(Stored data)
----------------

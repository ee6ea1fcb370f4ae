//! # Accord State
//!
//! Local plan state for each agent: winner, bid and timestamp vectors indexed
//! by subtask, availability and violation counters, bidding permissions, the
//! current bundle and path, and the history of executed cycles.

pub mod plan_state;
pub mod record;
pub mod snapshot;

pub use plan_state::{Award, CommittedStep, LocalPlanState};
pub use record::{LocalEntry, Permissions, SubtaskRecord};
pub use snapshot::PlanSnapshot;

----------------

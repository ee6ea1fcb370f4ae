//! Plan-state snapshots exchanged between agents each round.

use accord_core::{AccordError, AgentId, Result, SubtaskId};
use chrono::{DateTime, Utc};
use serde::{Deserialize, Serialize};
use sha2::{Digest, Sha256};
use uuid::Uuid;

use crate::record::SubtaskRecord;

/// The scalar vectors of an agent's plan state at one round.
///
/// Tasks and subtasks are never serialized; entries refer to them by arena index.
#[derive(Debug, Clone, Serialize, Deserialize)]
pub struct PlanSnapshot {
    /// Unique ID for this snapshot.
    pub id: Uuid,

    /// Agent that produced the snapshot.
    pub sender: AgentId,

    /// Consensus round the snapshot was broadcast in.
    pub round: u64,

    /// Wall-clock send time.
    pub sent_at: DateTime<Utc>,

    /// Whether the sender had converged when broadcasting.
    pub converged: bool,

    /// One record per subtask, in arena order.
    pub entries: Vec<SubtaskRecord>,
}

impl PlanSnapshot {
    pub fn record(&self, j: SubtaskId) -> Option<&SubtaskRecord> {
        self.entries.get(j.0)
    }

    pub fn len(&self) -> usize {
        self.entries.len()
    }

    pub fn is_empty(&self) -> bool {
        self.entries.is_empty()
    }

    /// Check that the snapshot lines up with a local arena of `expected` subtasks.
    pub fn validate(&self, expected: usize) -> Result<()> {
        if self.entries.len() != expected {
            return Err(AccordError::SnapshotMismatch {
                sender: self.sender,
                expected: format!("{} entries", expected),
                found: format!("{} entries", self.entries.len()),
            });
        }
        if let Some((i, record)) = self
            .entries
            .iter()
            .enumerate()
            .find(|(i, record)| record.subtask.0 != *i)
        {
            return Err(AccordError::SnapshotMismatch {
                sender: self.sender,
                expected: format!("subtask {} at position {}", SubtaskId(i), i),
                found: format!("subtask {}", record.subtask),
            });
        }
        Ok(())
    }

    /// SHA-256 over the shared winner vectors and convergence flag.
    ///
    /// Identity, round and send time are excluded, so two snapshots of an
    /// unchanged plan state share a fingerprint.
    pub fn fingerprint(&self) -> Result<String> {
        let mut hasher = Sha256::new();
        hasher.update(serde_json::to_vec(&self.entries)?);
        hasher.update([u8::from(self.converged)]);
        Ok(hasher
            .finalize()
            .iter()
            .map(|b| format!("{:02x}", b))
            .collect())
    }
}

----------------

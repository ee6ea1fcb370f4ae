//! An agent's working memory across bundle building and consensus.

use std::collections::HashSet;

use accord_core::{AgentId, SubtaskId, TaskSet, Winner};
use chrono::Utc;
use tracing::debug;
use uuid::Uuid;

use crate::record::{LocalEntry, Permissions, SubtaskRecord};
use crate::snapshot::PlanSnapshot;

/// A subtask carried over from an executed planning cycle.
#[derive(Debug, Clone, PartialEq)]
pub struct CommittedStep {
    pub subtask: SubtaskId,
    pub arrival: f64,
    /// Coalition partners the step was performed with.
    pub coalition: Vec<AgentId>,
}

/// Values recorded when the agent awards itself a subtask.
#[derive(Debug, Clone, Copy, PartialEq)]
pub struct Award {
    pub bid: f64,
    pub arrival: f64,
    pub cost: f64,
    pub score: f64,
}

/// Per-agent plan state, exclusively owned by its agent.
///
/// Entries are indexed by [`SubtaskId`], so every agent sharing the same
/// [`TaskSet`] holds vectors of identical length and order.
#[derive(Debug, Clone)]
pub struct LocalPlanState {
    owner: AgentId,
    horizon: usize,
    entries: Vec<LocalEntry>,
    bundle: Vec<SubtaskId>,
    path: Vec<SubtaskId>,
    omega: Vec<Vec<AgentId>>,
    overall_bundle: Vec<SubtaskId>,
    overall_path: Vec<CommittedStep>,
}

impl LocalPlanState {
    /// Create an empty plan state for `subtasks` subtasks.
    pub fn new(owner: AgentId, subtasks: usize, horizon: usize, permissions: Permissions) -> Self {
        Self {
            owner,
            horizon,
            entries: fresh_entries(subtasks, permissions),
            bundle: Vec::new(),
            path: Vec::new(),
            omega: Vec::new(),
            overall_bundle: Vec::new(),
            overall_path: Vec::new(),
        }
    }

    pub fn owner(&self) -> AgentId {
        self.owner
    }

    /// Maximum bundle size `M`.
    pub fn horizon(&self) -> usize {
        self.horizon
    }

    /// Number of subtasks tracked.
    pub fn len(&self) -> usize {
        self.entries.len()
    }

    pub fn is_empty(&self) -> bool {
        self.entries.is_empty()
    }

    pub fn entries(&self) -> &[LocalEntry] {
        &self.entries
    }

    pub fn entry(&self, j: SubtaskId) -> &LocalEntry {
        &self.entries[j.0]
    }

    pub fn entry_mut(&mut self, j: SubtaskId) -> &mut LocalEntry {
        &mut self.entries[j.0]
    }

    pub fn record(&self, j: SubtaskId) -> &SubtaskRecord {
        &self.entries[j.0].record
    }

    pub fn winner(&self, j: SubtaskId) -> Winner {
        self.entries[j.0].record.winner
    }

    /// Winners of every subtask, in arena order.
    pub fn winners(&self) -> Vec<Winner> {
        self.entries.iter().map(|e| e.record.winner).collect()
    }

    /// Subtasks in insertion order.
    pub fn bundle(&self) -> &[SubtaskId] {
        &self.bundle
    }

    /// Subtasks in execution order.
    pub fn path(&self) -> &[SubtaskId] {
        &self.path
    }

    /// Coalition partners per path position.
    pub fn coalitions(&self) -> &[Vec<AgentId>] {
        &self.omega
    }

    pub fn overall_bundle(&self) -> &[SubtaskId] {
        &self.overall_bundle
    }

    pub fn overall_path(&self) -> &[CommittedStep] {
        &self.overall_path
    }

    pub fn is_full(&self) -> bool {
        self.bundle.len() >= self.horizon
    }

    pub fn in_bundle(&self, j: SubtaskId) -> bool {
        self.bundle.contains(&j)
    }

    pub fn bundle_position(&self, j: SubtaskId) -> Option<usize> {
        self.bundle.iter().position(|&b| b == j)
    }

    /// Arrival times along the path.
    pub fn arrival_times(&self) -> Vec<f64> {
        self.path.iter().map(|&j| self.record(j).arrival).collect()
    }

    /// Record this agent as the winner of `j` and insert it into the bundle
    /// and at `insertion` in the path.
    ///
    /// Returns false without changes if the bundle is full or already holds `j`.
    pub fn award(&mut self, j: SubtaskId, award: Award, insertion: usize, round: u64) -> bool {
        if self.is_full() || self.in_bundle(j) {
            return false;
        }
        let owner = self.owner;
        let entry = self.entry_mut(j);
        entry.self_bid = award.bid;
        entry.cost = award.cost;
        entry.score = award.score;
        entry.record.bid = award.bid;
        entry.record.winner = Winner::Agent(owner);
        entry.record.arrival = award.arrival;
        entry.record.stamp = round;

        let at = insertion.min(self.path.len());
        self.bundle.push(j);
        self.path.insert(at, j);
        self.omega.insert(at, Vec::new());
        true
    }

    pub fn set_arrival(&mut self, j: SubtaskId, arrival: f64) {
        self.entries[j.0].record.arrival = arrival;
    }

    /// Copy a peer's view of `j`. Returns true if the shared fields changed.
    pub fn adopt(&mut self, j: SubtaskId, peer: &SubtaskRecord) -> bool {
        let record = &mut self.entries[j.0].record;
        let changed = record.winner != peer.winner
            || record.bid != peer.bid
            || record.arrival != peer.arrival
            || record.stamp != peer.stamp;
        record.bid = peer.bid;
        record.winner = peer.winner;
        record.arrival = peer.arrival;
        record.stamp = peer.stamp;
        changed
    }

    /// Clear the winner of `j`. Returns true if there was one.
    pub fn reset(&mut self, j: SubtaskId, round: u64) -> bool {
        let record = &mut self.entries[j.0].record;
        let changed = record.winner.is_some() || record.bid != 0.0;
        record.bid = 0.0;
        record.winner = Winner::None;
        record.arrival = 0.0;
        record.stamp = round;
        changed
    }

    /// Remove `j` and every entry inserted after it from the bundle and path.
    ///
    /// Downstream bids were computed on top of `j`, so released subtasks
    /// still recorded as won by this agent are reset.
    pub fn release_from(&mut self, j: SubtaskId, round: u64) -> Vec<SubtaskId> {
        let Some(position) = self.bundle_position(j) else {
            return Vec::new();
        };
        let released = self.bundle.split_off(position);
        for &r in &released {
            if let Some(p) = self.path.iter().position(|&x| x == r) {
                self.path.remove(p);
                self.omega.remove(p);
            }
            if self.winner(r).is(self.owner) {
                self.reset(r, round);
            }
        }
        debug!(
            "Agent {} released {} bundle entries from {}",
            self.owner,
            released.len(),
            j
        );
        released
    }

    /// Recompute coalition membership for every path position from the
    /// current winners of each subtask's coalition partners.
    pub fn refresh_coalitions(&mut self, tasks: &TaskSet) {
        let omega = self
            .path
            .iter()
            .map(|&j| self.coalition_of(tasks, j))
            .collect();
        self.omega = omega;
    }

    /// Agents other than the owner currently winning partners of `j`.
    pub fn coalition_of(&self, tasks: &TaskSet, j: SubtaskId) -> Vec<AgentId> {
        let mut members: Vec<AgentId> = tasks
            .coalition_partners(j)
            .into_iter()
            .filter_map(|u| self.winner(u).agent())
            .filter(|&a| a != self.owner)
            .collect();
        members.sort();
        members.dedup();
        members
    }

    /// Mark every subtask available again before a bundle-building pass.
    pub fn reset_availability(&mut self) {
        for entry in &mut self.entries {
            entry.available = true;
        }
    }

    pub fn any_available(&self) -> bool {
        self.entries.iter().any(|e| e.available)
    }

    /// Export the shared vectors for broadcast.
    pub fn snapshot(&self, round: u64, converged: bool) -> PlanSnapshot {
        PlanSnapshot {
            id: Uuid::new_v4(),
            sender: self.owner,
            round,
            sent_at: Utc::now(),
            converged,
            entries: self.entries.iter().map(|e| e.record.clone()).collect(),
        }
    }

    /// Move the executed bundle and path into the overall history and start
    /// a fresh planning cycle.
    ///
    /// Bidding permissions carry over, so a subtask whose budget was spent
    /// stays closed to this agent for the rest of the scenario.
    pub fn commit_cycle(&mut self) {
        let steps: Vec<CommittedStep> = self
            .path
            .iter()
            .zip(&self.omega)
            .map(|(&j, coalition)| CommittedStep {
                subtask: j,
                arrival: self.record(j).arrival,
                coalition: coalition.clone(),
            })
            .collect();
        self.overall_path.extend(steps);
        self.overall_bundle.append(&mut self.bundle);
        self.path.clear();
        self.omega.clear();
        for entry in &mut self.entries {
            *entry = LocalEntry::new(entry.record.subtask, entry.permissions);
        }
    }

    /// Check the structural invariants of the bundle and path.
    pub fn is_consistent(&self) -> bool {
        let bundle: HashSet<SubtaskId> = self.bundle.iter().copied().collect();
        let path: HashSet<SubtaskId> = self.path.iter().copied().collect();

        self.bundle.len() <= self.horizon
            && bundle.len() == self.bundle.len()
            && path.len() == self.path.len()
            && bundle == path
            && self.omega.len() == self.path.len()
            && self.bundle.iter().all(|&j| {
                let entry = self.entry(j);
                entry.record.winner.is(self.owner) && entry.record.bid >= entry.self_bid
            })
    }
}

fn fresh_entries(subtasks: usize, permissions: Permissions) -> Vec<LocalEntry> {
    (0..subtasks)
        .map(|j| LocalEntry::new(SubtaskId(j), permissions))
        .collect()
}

----------------

▶ **Instructions to follow**
From the entries above, extract only the lines running from the one containing "self.bundle.len() >= self.horizon" through the one containing "pub fn arrival_times(&self)", inclusive.

▶ **Exercise answer**
        self.bundle.len() >= self.horizon
    }

    pub fn in_bundle(&self, j: SubtaskId) -> bool {
        self.bundle.contains(&j)
    }

    pub fn bundle_position(&self, j: SubtaskId) -> Option<usize> {
        self.bundle.iter().position(|&b| b == j)
    }

    /// Arrival times along the path.
    pub fn arrival_times(&self) -> Vec<f64> {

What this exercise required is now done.